WeWereMonkeys: Making Of “It’s Okay”
To start: we were approached by Cherie Sinclair at The Field to write a treatment for Land Of Talk’s “It’s Okay.”
We started by listening to the song over and over on repeat. When we make music videos, our goal is to create a visual work that glues seamlessly to the music. We strive to create a unified work of art. This doesn’t usually mean literally translating the lyrics into visuals, but more like using the mood, or overall feel that we get from the music as our inspiration.
The idea of the Antiope came from our amazing producer Marcella Moser. Together, the three of us built a story of the last Amazon Queen riding her horse to her doom. We saw her riding through abstract, lonely landscapes, and finally launching from a cliff to disintegrate into nothingness.
We saw the piece in super-slow motion, with dramatic lighting and little or no colour. To us, this idea melted perfectly with the sad, slow, feeling of inevitable doom that we got from the music.

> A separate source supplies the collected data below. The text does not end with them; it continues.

//! Room actor: one Tokio task per room code.
//!
//! The actor owns a [`MatchMachine`], the room's tick driver and timers,
//! and the outbound channel of each seated participant. Everything else
//! talks to it through a [`RoomHandle`].

use std::collections::HashMap;
use std::fmt;
use std::sync::atomic::{AtomicU64, Ordering};

use neonpuck_physics::Side;
use neonpuck_protocol::{ParticipantId, RoomCode, ServerMessage};
use neonpuck_tick::{TickScheduler, TimerSet};
use tokio::sync::{mpsc, oneshot};
use tracing::{debug, info, trace, warn};

use crate::machine::{Effect, MatchInput, MatchMachine, Refusal, TimerKind};
use crate::outbox::PlayerSender;
use crate::{MatchConfig, MatchPhase, RoomError, RoomRegistry};

static NEXT_ROOM_ID: AtomicU64 = AtomicU64::new(1);

/// Identifies one room instance. A code can be reused after its room is
/// destroyed; a `RoomId` never is.
#[derive(Debug, Clone, Copy, PartialEq, Eq, Hash)]
pub struct RoomId(u64);

impl RoomId {
    fn next() -> Self {
        Self(NEXT_ROOM_ID.fetch_add(1, Ordering::Relaxed))
    }
}

impl fmt::Display for RoomId {
    fn fmt(&self, f: &mut fmt::Formatter<'_>) -> fmt::Result {
        write!(f, "room-{}", self.0)
    }
}

pub(crate) enum RoomCommand {
    Join {
        participant: ParticipantId,
        sender: PlayerSender,
        reply: oneshot::Sender<Result<Side, RoomError>>,
    },
    Leave {
        participant: ParticipantId,
        reply: oneshot::Sender<Result<(), RoomError>>,
    },
    Paddle {
        participant: ParticipantId,
        x: f64,
        y: f64,
    },
    Rematch {
        participant: ParticipantId,
    },
    Info {
        reply: oneshot::Sender<RoomInfo>,
    },
    Shutdown,
}

/// Room metadata, not the game state.
#[derive(Debug, Clone, PartialEq)]
pub struct RoomInfo {
    pub id: RoomId,
    pub code: RoomCode,
    pub phase: MatchPhase,
    pub occupants: usize,
    pub scores: [u32; 2],
    /// The tick driver is running.
    pub ticking: bool,
    /// The room is empty and counting down to removal.
    pub cleanup_pending: bool,
}

/// Cheap-to-clone handle to a running room.
#[derive(Debug, Clone)]
pub struct RoomHandle {
    id: RoomId,
    code: RoomCode,
    sender: mpsc::Sender<RoomCommand>,
}

impl fmt::Debug for RoomCommand {
    fn fmt(&self, f: &mut fmt::Formatter<'_>) -> fmt::Result {
        let name = match self {
            Self::Join { .. } => "Join",
            Self::Leave { .. } => "Leave",
            Self::Paddle { .. } => "Paddle",
            Self::Rematch { .. } => "Rematch",
            Self::Info { .. } => "Info",
            Self::Shutdown => "Shutdown",
        };
        f.write_str(name)
    }
}

impl RoomHandle {
    pub fn id(&self) -> RoomId {
        self.id
    }

    pub fn code(&self) -> RoomCode {
        self.code
    }

    fn unavailable(&self) -> RoomError {
        RoomError::Unavailable(self.code)
    }

    /// Seats a participant. The room sends it `room-joined` before
    /// anything else.
    pub async fn join(
        &self,
        participant: ParticipantId,
        sender: PlayerSender,
    ) -> Result<Side, RoomError> {
        let (reply, rx) = oneshot::channel();
        self.sender
            .send(RoomCommand::Join {
                participant,
                sender,
                reply,
            })
            .await
            .map_err(|_| self.unavailable())?;
        rx.await.map_err(|_| self.unavailable())?
    }

    /// Frees the participant's slot, exactly as a disconnect would.
    pub async fn leave(&self, participant: ParticipantId) -> Result<(), RoomError> {
        let (reply, rx) = oneshot::channel();
        self.sender
            .send(RoomCommand::Leave { participant, reply })
            .await
            .map_err(|_| self.unavailable())?;
        rx.await.map_err(|_| self.unavailable())?
    }

    /// Forwards a paddle position. Dropped, not queued, when the room is
    /// backed up: a newer position will follow.
    pub fn paddle(&self, participant: ParticipantId, x: f64, y: f64) -> Result<(), RoomError> {
        match self.sender.try_send(RoomCommand::Paddle { participant, x, y }) {
            Ok(()) => Ok(()),
            Err(mpsc::error::TrySendError::Full(_)) => {
                trace!(code = %self.code, %participant, "room busy, dropping paddle update");
                Ok(())
            }
            Err(mpsc::error::TrySendError::Closed(_)) => Err(self.unavailable()),
        }
    }

    pub async fn rematch(&self, participant: ParticipantId) -> Result<(), RoomError> {
        self.sender
            .send(RoomCommand::Rematch { participant })
            .await
            .map_err(|_| self.unavailable())
    }

    pub async fn info(&self) -> Result<RoomInfo, RoomError> {
        let (reply, rx) = oneshot::channel();
        self.sender
            .send(RoomCommand::Info { reply })
            .await
            .map_err(|_| self.unavailable())?;
        rx.await.map_err(|_| self.unavailable())
    }

    /// Stops the room, canceling its tick driver and every pending timer.
    /// Harmless if the room already stopped.
    pub(crate) async fn shutdown(&self) {
        let _ = self.sender.send(RoomCommand::Shutdown).await;
    }
}

struct RoomActor {
    id: RoomId,
    code: RoomCode,
    machine: MatchMachine,
    /// Receives `room-created` instead of `room-joined` on its first seat.
    host: Option<ParticipantId>,
    members: HashMap<ParticipantId, PlayerSender>,
    scheduler: TickScheduler,
    timers: TimerSet<TimerKind>,
    commands: mpsc::Receiver<RoomCommand>,
    registry: RoomRegistry,
}

/// What the actor loop should do after carrying out effects.
#[derive(Debug, PartialEq, Eq)]
enum Flow {
    Continue,
    Stop,
}

impl RoomActor {
    async fn run(mut self) {
        info!(code = %self.code, id = %self.id, "room actor started");

        loop {
            // Every branch is cancel safe: `recv` loses no command, and the
            // tick and timer futures change nothing until their sleep ends,
            // so a branch that loses a round fires on the next one.
            let flow = tokio::select! {
                cmd = self.commands.recv() => match cmd {
                    Some(cmd) => self.handle_command(cmd),
                    // Every handle is gone, including the registry's.
                    None => Flow::Stop,
                },
                _ = self.scheduler.wait_for_tick() => {
                    let flow = self.drive(MatchInput::Tick);
                    self.scheduler.record_tick_end();
                    flow
                }
                kind = self.timers.expired() => self.drive(MatchInput::TimerFired(kind)),
            };
            if flow == Flow::Stop {
                break;
            }
        }

        self.scheduler.stop();
        self.timers.cancel_all();
        self.registry.forget(self.code, self.id).await;
        info!(
            code = %self.code,
            id = %self.id,
            ticks = self.scheduler.metrics().total_ticks,
            overruns = self.scheduler.metrics().total_overruns,
            "room destroyed"
        );
    }

    fn handle_command(&mut self, cmd: RoomCommand) -> Flow {
        debug!(code = %self.code, command = ?cmd, "room command");
        match cmd {
            RoomCommand::Join {
                participant,
                sender,
                reply,
            } => {
                let (result, flow) = self.seat(participant, sender);
                let _ = reply.send(result);
                flow
            }
            RoomCommand::Leave { participant, reply } => {
                match self.machine.handle(MatchInput::Leave { participant }) {
                    Ok(effects) => {
                        // Nothing the room says after this reaches the leaver.
                        self.members.remove(&participant);
                        let _ = reply.send(Ok(()));
                        self.apply(effects)
                    }
                    Err(refusal) => {
                        let _ = reply.send(Err(self.refused(refusal)));
                        Flow::Continue
                    }
                }
            }
            RoomCommand::Paddle { participant, x, y } => {
                self.drive(MatchInput::Paddle { participant, x, y })
            }
            RoomCommand::Rematch { participant } => {
                self.drive(MatchInput::Rematch { participant })
            }
            RoomCommand::Info { reply } => {
                let _ = reply.send(self.info());
                Flow::Continue
            }
            RoomCommand::Shutdown => Flow::Stop,
        }
    }

    fn seat(
        &mut self,
        participant: ParticipantId,
        sender: PlayerSender,
    ) -> (Result<Side, RoomError>, Flow) {
        match self.machine.handle(MatchInput::Join { participant }) {
            Ok(effects) => {
                // Inserted before the effects run so the greeting can reach it.
                self.members.insert(participant, sender);
                let side = self
                    .machine
                    .side_of(participant)
                    .ok_or(RoomError::NotInRoom(participant, self.code));
                (side, self.apply(effects))
            }
            Err(refusal) => (Err(self.refused(refusal)), Flow::Continue),
        }
    }

    fn refused(&self, refusal: Refusal) -> RoomError {
        match refusal {
            Refusal::Full => RoomError::RoomFull(self.code),
            Refusal::AlreadySeated(p) => RoomError::AlreadyInRoom(p, self.code),
            Refusal::NotSeated(p) => RoomError::NotInRoom(p, self.code),
        }
    }

    /// Feeds an input whose refusal only needs logging.
    fn drive(&mut self, input: MatchInput) -> Flow {
        match self.machine.handle(input) {
            Ok(effects) => self.apply(effects),
            Err(refusal) => {
                debug!(code = %self.code, %refusal, "input refused");
                Flow::Continue
            }
        }
    }

    fn apply(&mut self, effects: Vec<Effect>) -> Flow {
        for effect in effects {
            match effect {
                Effect::Seated { participant, side } => {
                    let greeting = if self.host.take_if(|host| *host == participant).is_some() {
                        ServerMessage::RoomCreated { code: self.code }
                    } else {
                        ServerMessage::RoomJoined {
                            code: self.code,
                            side,
                        }
                    };
                    info!(code = %self.code, %participant, %side, "participant joined room");
                    self.send_to(participant, greeting);
                }
                Effect::Send(participant, msg) => self.send_to(participant, msg),
                Effect::Broadcast(msg) => {
                    for sender in self.members.values() {
                        let _ = sender.send(msg.clone());
                    }
                }
                Effect::StartTicking => self.scheduler.start(),
                Effect::StopTicking => self.scheduler.stop(),
                Effect::Schedule(kind, after) => self.timers.schedule(kind, after),
                Effect::Cancel(kind) => {
                    self.timers.cancel(kind);
                }
                // Remote clients derive impacts from snapshots.
                Effect::Impact(_) => {}
                Effect::Destroy => {
                    info!(code = %self.code, "room empty past grace period");
                    return Flow::Stop;
                }
            }
        }
        Flow::Continue
    }

    /// Drops silently if the participant's connection is already gone.
    fn send_to(&self, participant: ParticipantId, msg: ServerMessage) {
        match self.members.get(&participant) {
            Some(sender) => {
                let _ = sender.send(msg);
            }
            None => warn!(code = %self.code, %participant, "no channel for participant"),
        }
    }

    fn info(&self) -> RoomInfo {
        RoomInfo {
            id: self.id,
            code: self.code,
            phase: self.machine.phase(),
            occupants: self.machine.occupants(),
            scores: self.machine.state().scores,
            ticking: self.scheduler.is_running(),
            cleanup_pending: self.timers.is_scheduled(TimerKind::Cleanup),
        }
    }
}

/// Spawns a room with `host` already in the first slot.
///
/// The host is seated before the task starts, so the room is never
/// observable without its creator. Must be called inside a Tokio runtime.
pub(crate) fn spawn_room(
    code: RoomCode,
    config: &MatchConfig,
    host: ParticipantId,
    host_sender: PlayerSender,
    registry: RoomRegistry,
) -> RoomHandle {
    let id = RoomId::next();
    let (tx, rx) = mpsc::channel(config.channel_capacity.max(1));

    let mut actor = RoomActor {
        id,
        code,
        machine: MatchMachine::new(config),
        host: Some(host),
        members: HashMap::new(),
        scheduler: TickScheduler::new(config.tick_config()),
        timers: TimerSet::new(),
        commands: rx,
        registry,
    };
    // A fresh machine always has a free slot, so this cannot be refused.
    let _ = actor.seat(host, host_sender);

    tokio::spawn(actor.run());
    RoomHandle {
        id,
        code,
        sender: tx,
    }
}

So, since we were using live action, we needed a costume for our Amazon. The three of us tracked down a lot of interesting gear; from an old red leather jacket, to a traditional silk chinese dressing gown, to a skirt of weasel pelts that my mom supplied us with. We spent two days staining, scraping and hand-stitching the thing together in our dining room.
Our next step was to shoot the live action. In order to have full control of the shoot, we tracked down a RED and rented it for a week. We figured this would give us a lot of freedom, and bonus, we’d learn how to use a RED! To help us shoot, we contracted the services of our good friend Dominic Schaefer to be our main DP. This was the first time any of us had used a RED before, but after a great tutorial from Red Rentals Vancouver we were totally set.

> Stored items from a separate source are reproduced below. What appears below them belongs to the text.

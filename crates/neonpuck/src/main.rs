use neonpuck::prelude::*;
use tracing::info;
use tracing_subscriber::{layer::SubscriberExt, util::SubscriberInitExt};

#[tokio::main]
async fn main() -> Result<(), NeonPuckError> {
    dotenvy::dotenv().ok();
    let config = ServerConfig::from_env()?;
    init_tracing(&config.log_level);

    info!(addr = %config.bind_addr, "starting neon puck server");
    let server = NeonPuckServer::builder()
        .bind(config.bind_addr.to_string())
        .match_config(config.match_config)
        .handshake_timeout(config.handshake_timeout)
        .build()
        .await?;
    server.run_until(shutdown_signal()).await?;

    info!("server shutdown complete");
    Ok(())
}

/// `RUST_LOG` wins; otherwise the configured level.
fn init_tracing(log_level: &str) {
    let env_filter = tracing_subscriber::EnvFilter::try_from_default_env()
        .unwrap_or_else(|_| tracing_subscriber::EnvFilter::new(log_level));

    tracing_subscriber::registry()
        .with(env_filter)
        .with(tracing_subscriber::fmt::layer().with_target(true))
        .init();
}

async fn shutdown_signal() {
    match tokio::signal::ctrl_c().await {
        Ok(()) => info!("received Ctrl+C, shutting down"),
        Err(e) => {
            tracing::error!(error = %e, "failed to listen for Ctrl+C");
            std::future::pending::<()>().await;
        }
    }
}
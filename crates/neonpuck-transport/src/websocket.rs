//! WebSocket transport on `tokio-tungstenite`.
//!
//! Accepting a TCP stream and upgrading it are separate steps: the
//! listener hands out an [`IncomingWebSocket`] and the caller runs the
//! upgrade wherever it likes, under a deadline.
//!
//! Each established socket is split into a sink and a stream, each behind its
//! own lock, so a reader parked in `recv` never blocks a writer.

use std::io;
use std::net::SocketAddr;
use std::sync::atomic::{AtomicU64, Ordering};
use std::time::Duration;

use futures_util::stream::{SplitSink, SplitStream};
use futures_util::{SinkExt, StreamExt};
use tokio::net::{TcpListener, TcpStream};
use tokio::sync::Mutex;
use tokio_tungstenite::tungstenite::{self, Message};
use tokio_tungstenite::WebSocketStream;

use crate::{Connection, ConnectionId, Incoming, Transport, TransportError};

static NEXT_CONNECTION_ID: AtomicU64 = AtomicU64::new(1);

type WsStream = WebSocketStream<TcpStream>;

pub struct WebSocketTransport {
    listener: TcpListener,
}

impl WebSocketTransport {
    /// Binds a listener. Pass port 0 and read [`local_addr`](Transport::local_addr)
    /// to get an ephemeral port.
    pub async fn bind(addr: &str) -> Result<Self, TransportError> {
        let listener = TcpListener::bind(addr)
            .await
            .map_err(TransportError::AcceptFailed)?;
        if let Ok(bound) = listener.local_addr() {
            tracing::info!(%bound, "WebSocket transport listening");
        }
        Ok(Self { listener })
    }
}

impl Transport for WebSocketTransport {
    type Connection = WebSocketConnection;
    type Incoming = IncomingWebSocket;
    type Error = TransportError;

    async fn accept(&mut self) -> Result<Self::Incoming, Self::Error> {
        let (stream, peer) = self
            .listener
            .accept()
            .await
            .map_err(TransportError::AcceptFailed)?;
        // Small frames at 60 Hz; don't let Nagle batch them.
        let _ = stream.set_nodelay(true);
        tracing::trace!(%peer, "accepted TCP stream");
        Ok(IncomingWebSocket { stream, peer })
    }

    fn local_addr(&self) -> Result<SocketAddr, Self::Error> {
        self.listener.local_addr().map_err(TransportError::AcceptFailed)
    }
}

/// A TCP stream waiting for its WebSocket upgrade.
pub struct IncomingWebSocket {
    stream: TcpStream,
    peer: SocketAddr,
}

impl Incoming for IncomingWebSocket {
    type Connection = WebSocketConnection;
    type Error = TransportError;

    fn peer_addr(&self) -> SocketAddr {
        self.peer
    }

    async fn establish(self, timeout: Duration) -> Result<Self::Connection, Self::Error> {
        let peer = self.peer;
        let ws = tokio::time::timeout(timeout, tokio_tungstenite::accept_async(self.stream))
            .await
            .map_err(|_| TransportError::HandshakeTimeout {
                peer,
                after: timeout,
            })?
            .map_err(|e| TransportError::Handshake {
                peer,
                reason: e.to_string(),
            })?;

        let id = ConnectionId::new(NEXT_CONNECTION_ID.fetch_add(1, Ordering::Relaxed));
        tracing::debug!(%id, %peer, "accepted WebSocket connection");
        Ok(WebSocketConnection::new(id, peer, ws))
    }
}

/// One accepted WebSocket peer.
///
/// Frames are sent as text when they are valid UTF-8 (what browser clients
/// expect from a JSON protocol) and as binary otherwise.
pub struct WebSocketConnection {
    id: ConnectionId,
    peer: SocketAddr,
    sink: Mutex<SplitSink<WsStream, Message>>,
    stream: Mutex<SplitStream<WsStream>>,
}

impl WebSocketConnection {
    fn new(id: ConnectionId, peer: SocketAddr, ws: WsStream) -> Self {
        let (sink, stream) = ws.split();
        Self {
            id,
            peer,
            sink: Mutex::new(sink),
            stream: Mutex::new(stream),
        }
    }

    pub fn peer_addr(&self) -> SocketAddr {
        self.peer
    }
}

fn frame(data: &[u8]) -> Message {
    match std::str::from_utf8(data) {
        Ok(text) => Message::Text(text.to_owned().into()),
        Err(_) => Message::Binary(data.to_vec().into()),
    }
}

fn send_error(e: tungstenite::Error) -> TransportError {
    match e {
        tungstenite::Error::ConnectionClosed | tungstenite::Error::AlreadyClosed => {
            TransportError::Closed
        }
        other => TransportError::SendFailed(io::Error::new(io::ErrorKind::BrokenPipe, other)),
    }
}

impl Connection for WebSocketConnection {
    type Error = TransportError;

    async fn send(&self, data: &[u8]) -> Result<(), Self::Error> {
        self.sink.lock().await.send(frame(data)).await.map_err(send_error)
    }

    async fn send_unreliable(&self, data: &[u8]) -> Result<(), Self::Error> {
        let Ok(mut sink) = self.sink.try_lock() else {
            tracing::trace!(id = %self.id, "writer busy, dropping unreliable frame");
            return Ok(());
        };
        sink.send(frame(data)).await.map_err(send_error)
    }

    async fn recv(&self) -> Result<Option<Vec<u8>>, Self::Error> {
        let mut stream = self.stream.lock().await;
        loop {
            match stream.next().await {
                Some(Ok(Message::Text(text))) => return Ok(Some(text.as_bytes().to_vec())),
                Some(Ok(Message::Binary(data))) => return Ok(Some(data.into())),
                Some(Ok(Message::Close(_))) | None => return Ok(None),
                // Ping/pong are answered by tungstenite itself.
                Some(Ok(_)) => continue,
                Some(Err(tungstenite::Error::ConnectionClosed)) => return Ok(None),
                Some(Err(e)) => {
                    return Err(TransportError::ReceiveFailed(io::Error::new(
                        io::ErrorKind::ConnectionReset,
                        e,
                    )));
                }
            }
        }
    }

    async fn close(&self) -> Result<(), Self::Error> {
        match self.sink.lock().await.close().await {
            Ok(()) => Ok(()),
            Err(e) => match send_error(e) {
                TransportError::Closed => Ok(()),
                other => Err(other),
            },
        }
    }

    fn id(&self) -> ConnectionId {
        self.id
    }
}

We drove from Vancouver to Lumby, BC, the home of our extremely talented (and time-generous) actors: Ines Stone and Desi the horse. We shot on the grass runway of Raven Aviation. The location was perfect as we were able to drive along side the horse as it ran, shooting from the open door of a mini-van. Thankfully, Randy Rauck, the owner of the airstrip was really a cool dude — and he took Davide up in an ultralight to shoot aerials of the actors. We shot everything 100fps 2k 16:9 using Nikon lenses. We shot using natural light, mostly early morning (4AM wake up calls). Thankfully we had clear skies so there was plenty of light and we could really minimize motion blur. This really helped us out when twixtoring the footage to 200fps.
So next, after we edited our footage, we jumped into a month of post. Most of our previous work is pretty two-dimensional, collage-based, and purely animation. But for this project we wanted to push ourselves, so we decided we’d learn how to build depth, matte paint and make a solid composite using live action. We also wanted to learn how to roto a horse and rider, attach 3D hair onto an actor, and stabilize and track a seriously unstable shot from an ultralight. Fun!
AE and PS did us well for all the roto / keying / matte painting. Light wrap, and using black and white made our composites straight- forward. We used C4D to make the hair, and Pftrack to attach it to the actor’s hair (tracking tape & beads on the wig helped us out here). Syntheyes excellently handled the 3D stabilization and tracking of our wonky aerial shot. From the extremely helpful Syntheyes site we learned we needed to stabilize in 3D, not 2D. And after a solid track, we were able to zoom the camera out in 3D space and re-solve. Cool!
We really love to work to a plan, but we also love to change our plan while we’re working. If a “hey, wouldn’t it be cool if…” moment happens while we’re plugging in AE, we jump on it. We wanted the landscape to be abstract, but realized that instead of changing the visual elements, it was more interesting to change the physics. The everlong hair, floating upwards had organically found its way into our initial sketches, so we extrapolated on that. We started with snow and dirt floating upwards, and that concept evolved to the tops of mountains crumbling and being sucked skyward. This abstraction is meant to dislocate the viewer, and to show them a place that cannot exist by the rules of our nature. We created our own laws of physics.
Our initial edit had the video with about twenty scenes, but half way through post we realized that the video could be stronger with less scenes. We asked ourselves, can we tell this story in four scenes? Five? Six? We ended up with ten. A lot of great footage was chopped off, we said a tearful goodbye to fully rotoscoped actors and hand- painted landscapes. Our storyboard ended up being 10 sheets of 8×10 paper taped to the wall, each with a still of the scene and a list of to-dos. Our process to was this: watch video, write down to-dos, do to- dos, repeat until there was no time left.
In conclusion, I’d like to say that it was a helluva fun project. WeWereMonkeys learned many new skills and had the opportunity to work with a lot of fantastic people. I’d also like to say that all of the post (and a lot of the other stuff) was done by two guys on two computers in an apartment in downtown Vancouver.